For example:
1. A server starts sending 'socket timeout after 30 seconds' (we'll assume there is a valid issue causing this), and continues to send every 10 minutes.
2. Other servers (usually ones with lots of checks, and usually at night) will send the same messages, but when I log in to the console and 'schedule check immediately' the alert clears right away.
Scenario 1 indicates a valid issue, but the error message only conveys that there is something wrong with the NSclient service.
- This is currently happening to a server, but seeing as how other issues are coming up (i.e. no RDP), it is probably legit, and not just a service being overloaded.
- The NRPE socket timeout is happening to all services on this host.
Scenario 2 appears to indicate the same issue, but when checked into, nothing is wrong and the alert clears as soon as I force a check.
- This happened to 3 servers (ones that have lots of checks) over a weekend, and only by increasing the vCPU count on the Nagios XI server was I able to clear up the problem.

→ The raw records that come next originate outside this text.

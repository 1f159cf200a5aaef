//! Live [`MessagingState`] kept current by folding every pushed event.
//!
//! Each event is folded and appended to the log under one write lock, so the
//! log always replays to the current state, whatever threads push.

use parking_lot::RwLock;

use sigchat_shared::events::Event;
use sigchat_shared::stream::{EventLog, EventSink, EventSource, EventStream, Subscriber};

use crate::state::{fold, reduce, MessagingState};

/// Sink of events and source of the states they produce.
pub struct StateProjection {
    state: RwLock<MessagingState>,
    log: EventLog<Event>,
    changes: EventStream<MessagingState>,
}

impl StateProjection {
    pub fn new() -> Self {
        Self::with_log(EventLog::new())
    }

    /// Starts from the fold of the stored events and keeps appending to `log`.
    pub fn with_log(log: EventLog<Event>) -> Self {
        let state = fold(&log.events());
        Self {
            state: RwLock::new(state),
            log,
            changes: EventStream::new(),
        }
    }

    pub fn snapshot(&self) -> MessagingState {
        self.state.read().clone()
    }

    /// Every event folded so far, in fold order.
    pub fn events(&self) -> Vec<Event> {
        let _state = self.state.read();
        self.log.events()
    }
}

impl Default for StateProjection {
    fn default() -> Self {
        Self::new()
    }
}

impl EventSink<Event> for StateProjection {
    fn push(&self, event: Event) {
        let next = {
            let mut state = self.state.write();
            let next = reduce(&state, &event);
            *state = next.clone();
            self.log.push(event);
            next
        };
        self.changes.push(next);
    }
}

impl EventSource<MessagingState> for StateProjection {
    fn add_subscriber(&self, subscriber: Subscriber<MessagingState>) {
        self.changes.add_subscriber(subscriber);
    }
}

#[cfg(test)]
mod tests {
    use std::sync::Arc;

    use parking_lot::Mutex;
    use sigchat_shared::types::User;

    use super::*;

    fn user(identifier: &str) -> User {
        User {
            identifier: identifier.to_string(),
            registration_id: 1,
            device_id: 0,
        }
    }

    #[test]
    fn test_folds_pushed_events() {
        let projection = StateProjection::new();
        projection.push(Event::installation(user("me")));
        projection.push(Event::set_user_details(user("me"), "sleepy_otter"));

        let state = projection.snapshot();
        assert_eq!(state.user, Some(user("me")));
        assert_eq!(state.username.as_deref(), Some("sleepy_otter"));
    }

    #[test]
    fn test_notifies_every_new_state() {
        let projection = StateProjection::new();
        let seen = Arc::new(Mutex::new(Vec::new()));
        let sink = Arc::clone(&seen);
        projection.subscribe(move |state: MessagingState| sink.lock().push(state.contacts.len()));

        projection.push(Event::add_contact(user("a"), "a"));
        projection.push(Event::add_contact(user("b"), "b"));

        assert_eq!(*seen.lock(), vec![1, 2]);
    }

    #[test]
    fn test_subscribers_may_read_the_snapshot() {
        let projection = Arc::new(StateProjection::new());
        let reader = Arc::clone(&projection);
        let seen = Arc::new(Mutex::new(None));
        let sink = Arc::clone(&seen);
        projection.subscribe(move |_| *sink.lock() = Some(reader.snapshot()));

        projection.push(Event::installation(user("me")));

        assert_eq!(seen.lock().as_ref().and_then(|s| s.user.clone()), Some(user("me")));
    }

    #[test]
    fn test_records_what_it_folds() {
        let log = EventLog::with_events(vec![Event::installation(user("me"))]);
        let projection = StateProjection::with_log(log);
        assert_eq!(projection.snapshot().user, Some(user("me")));

        projection.push(Event::add_contact(user("a"), "a"));

        let events = projection.events();
        assert_eq!(events.len(), 2);
        assert_eq!(fold(&events), projection.snapshot());
    }

    #[test]
    fn test_concurrent_pushes_keep_log_and_state_in_step() {
        let projection = Arc::new(StateProjection::new());

        std::thread::scope(|scope| {
            for t in 0..8 {
                let projection = Arc::clone(&projection);
                scope.spawn(move || {
                    for i in 0..250 {
                        let id = format!("{t}-{i}");
                        projection.push(Event::add_contact(user(&id), &id));
                    }
                });
            }
        });

        let events = projection.events();
        assert_eq!(events.len(), 2000);
        assert_eq!(fold(&events), projection.snapshot());
    }

    #[test]
    fn test_piped_from_a_stream() {
        let stream = EventStream::<Event>::new();
        let projection = stream.pipe(Arc::new(StateProjection::new()));

        stream.push(Event::installation(user("me")));

        assert!(projection.snapshot().user.is_some());
    }
}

- The NRPE socket timeout is happening to only some services on these hosts, and the affected services change - not the same ones all the time.
- It has also happened to a few URL checks (only one check per host), but those usually clear up quickly.
So, in both scenarios the error message is the same, but the root problem is not. Does that make sense?
I need to know how to get Nagios to differentiate between itself getting overloaded and a server legitimately being down/broken, if for no other reason than to reduce the amount of spam Nagios sends our NOC team.